Having spent most of The Republic detailing the hierarchies of a super state, based on reason, Plato slips in this little cheat. Social cohesion will not be developed through rationality. Instead, he makes up a major bullshit, something to do with DNA and precious metals, and some character having a daytrip to the afterlife.
Never mind that the story is less plausible, and open to less amusing jokes, that the ones about Zeus seducing women disguised as a golden shower: Plato has just undermined his entire project for a rational state. If a philosopher did that these days, he’d get a bad review in The Guardian, get an article in the Daily Mail with the headline EXPERT SAYS THINKING INCREASES CANCER RISK and end up as a MEP for UKIP. Back in the day, it meant that thousands of earnest men in bed sheets built their world view around it, ignoring Plato’s early invention of surrealism.

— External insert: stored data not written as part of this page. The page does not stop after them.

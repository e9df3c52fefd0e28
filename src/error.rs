//! Crate-wide error kinds.
//!
//! Mirrors the abstract error kinds from the categorization/bulk-mutation design:
//! entry points reject on `AuthInvalid`/`UserMismatch`, reads return `NotFound` as
//! `None` rather than raising, and `CacheError`/`AnalyzerTimeout` are recovered
//! locally by the caller instead of propagating.

use thiserror::Error;

#[derive(Debug, Error)]
pub enum MailIndexError {
    #[error("auth invalid: {0}")]
    AuthInvalid(String),

    #[error("user mismatch: resolved user does not match session user")]
    UserMismatch,

    #[error("not found: {0}")]
    NotFound(String),

    #[error("validation failed: {0}")]
    ValidationFailed(String),

    #[error("remote transient error: {0}")]
    RemoteTransient(String),

    #[error("remote permanent error: Insufficient permissions ({0})")]
    RemotePermanent(String),

    #[error("analyzer timed out after {0:?}")]
    AnalyzerTimeout(std::time::Duration),

    #[error("store error: {0}")]
    StoreError(String),

    #[error("cache error: {0}")]
    CacheError(String),
}

pub type Result<T> = std::result::Result<T, MailIndexError>;

impl From<sqlx::Error> for MailIndexError {
    fn from(e: sqlx::Error) -> Self {
        MailIndexError::StoreError(e.to_string())
    }
}

impl From<std::io::Error> for MailIndexError {
    fn from(e: std::io::Error) -> Self {
        MailIndexError::StoreError(e.to_string())
    }
}

impl MailIndexError {
    /// True for kinds the design says are swallowed by the caller (cache misses,
    /// per-email analyzer timeouts) rather than surfaced.
    pub fn is_recoverable(&self) -> bool {
        matches!(
            self,
            MailIndexError::CacheError(_) | MailIndexError::AnalyzerTimeout(_)
        )
    }
}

Reading Plato is like having a big argument with a dead man. You can’t negotiate details, push him on finer points and, after a while, it starts to stink. The Republic is an infuriating mess of contradictions, all of which are internally coherent. It makes you think.

And that, I contest, was his point. The Republic isn’t a handbook for the ideal state – even Plato mistook it, had a little political adventure and nearly ended up dead. It is a text-book for teaching dialectic – resolving problems through argument. Frankly, the dialectic in the book is terrible: Socrates and a bunch of cheerleaders. It’s the dialectic in the mind of the reader that is the point.

So that’s it. Platonic criticism is about a dialogue. I needed a thousand words to say this, claim a heavy duty precedent just to prove I am not a moron. And a Platonic Performance Criticism engages with the relationship between form and function, grapples with the issues of a Performance not its relative quality – which is why I either ignore things like “good direction” or get names wrong – and exists in the point of contact between audience and event.